Le bus la déposa quelques dizaines de minutes plus tard devant un bâtiment à la façade décorée d'une grande inscription en lettres gothiques : «Centre Malesherbes, Université Paris-Sorbonne Paris IV ».
La jeune femme sortit du véhicule, et entra d'un pas traînant dans la cour de son université. Quelques étudiants s'y assemblaient en petits groupes, écrasant un mégot dans les cendriers disposés ça et là, commentant les derniers cours magistraux, imitant les tics agaçants de certains de leurs chargés de TD.

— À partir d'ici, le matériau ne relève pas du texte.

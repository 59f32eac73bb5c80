//! Handlers for short link redirects.

use axum::{
    extract::{Path, State},
    response::Redirect,
};

use crate::api::middleware::CallerIdentity;
use crate::application::services::RedirectRoute;
use crate::error::AppError;
use crate::state::AppState;

/// Redirects a public alias to its target.
///
/// # Endpoint
///
/// `GET /{alias}`
///
/// # Request Flow
///
/// 1. Check the cache under the public key
/// 2. On a miss, look the alias up among public links and populate the cache
/// 3. Queue a visit event for the background worker (dropped when full)
/// 4. Return 307 Temporary Redirect
///
/// # Errors
///
/// Returns 404 Not Found if the alias is unknown or expired.
pub async fn public_redirect_handler(
    State(state): State<AppState>,
    Path(alias): Path<String>,
) -> Result<Redirect, AppError> {
    let target = state
        .link_service
        .redirect(None, &alias, RedirectRoute::Public)
        .await?;

    Ok(Redirect::temporary(&target.url))
}

/// Redirects one of the caller's private aliases.
///
/// # Endpoint
///
/// `GET /p/{alias}` (behind the auth middleware)
///
/// # Errors
///
/// - 401 Unauthorized for guests
/// - 404 Not Found when the caller owns no private link with this alias,
///   including when another user does
pub async fn private_redirect_handler(
    State(state): State<AppState>,
    CallerIdentity(caller): CallerIdentity,
    Path(alias): Path<String>,
) -> Result<Redirect, AppError> {
    let target = state
        .link_service
        .redirect(Some(&caller), &alias, RedirectRoute::Private)
        .await?;

    Ok(Redirect::temporary(&target.url))
}
//! Visit event model for asynchronous usage accounting.

use chrono::{DateTime, Utc};

/// A resolved redirect waiting to be counted.
///
/// Produced by [`crate::application::services::LinkService::redirect`] on an
/// authoritative hit and consumed by
/// [`crate::domain::visit_worker::run_visit_worker`]. Sending never blocks the
/// redirect: a full queue drops the event.
#[derive(Debug, Clone, Copy, PartialEq, Eq)]
pub struct VisitEvent {
    pub link_id: i64,
    pub visited_at: DateTime<Utc>,
}

impl VisitEvent {
    pub fn new(link_id: i64) -> Self {
        Self {
            link_id,
            visited_at: Utc::now(),
        }
    }
}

Moins courageuse que ses congénères, Valhya se glissa dans le hall bien chauffé de l'établissement, jeta un oeil au panneau d'affichage de son UFR et remarqua enfin un petit groupe qui discutait bruyamment, sans tenir compte des regards courroucés du concierge. La jeune fille se hâta d'aller les saluer, un grand sourire au lèvres ravivant l'éclat de son visage encore engourdi par le sommeil.
« Salut tout le monde ! Comment vont mes étudiants préférés ? »
Viviane, une grande rousse au teint halé qui lui faisait office de meilleure amie s'empressa de lui donner une grande claque dans le dos en guise de salut, déclarant avec humour qu'elle n'avait que dix minutes de retard sur son retard quotidien.
Morgane, une jolie métisse à l'allure soignée et au sourire timide se tenait à ses cotés, babillant joyeusement à propos de la jupe qu'elle venait de s'acheter, finit par s'arrêter de parler pour lui faire la bise, laissant bientôt sa place à Tristan, fier représentant de la minorité masculine de la faculté de Lettres Modernes.
Assez petit, roux, affublé de lunettes et de tâches de rousseurs, il pouvait aussi bien se montrer agréable qu'exaspérant, ne pouvant s'empêcher de ramener sans cesse ses amies sur terre lorsqu'elles discutaient de leurs rêves et de leurs projets d'avenir. Projets d'avenir qui se limitaient pour l'instant à aller en cours de Grammaire et sémantique, puis à manger, et peut-être sortir après les derniers cours de la journée.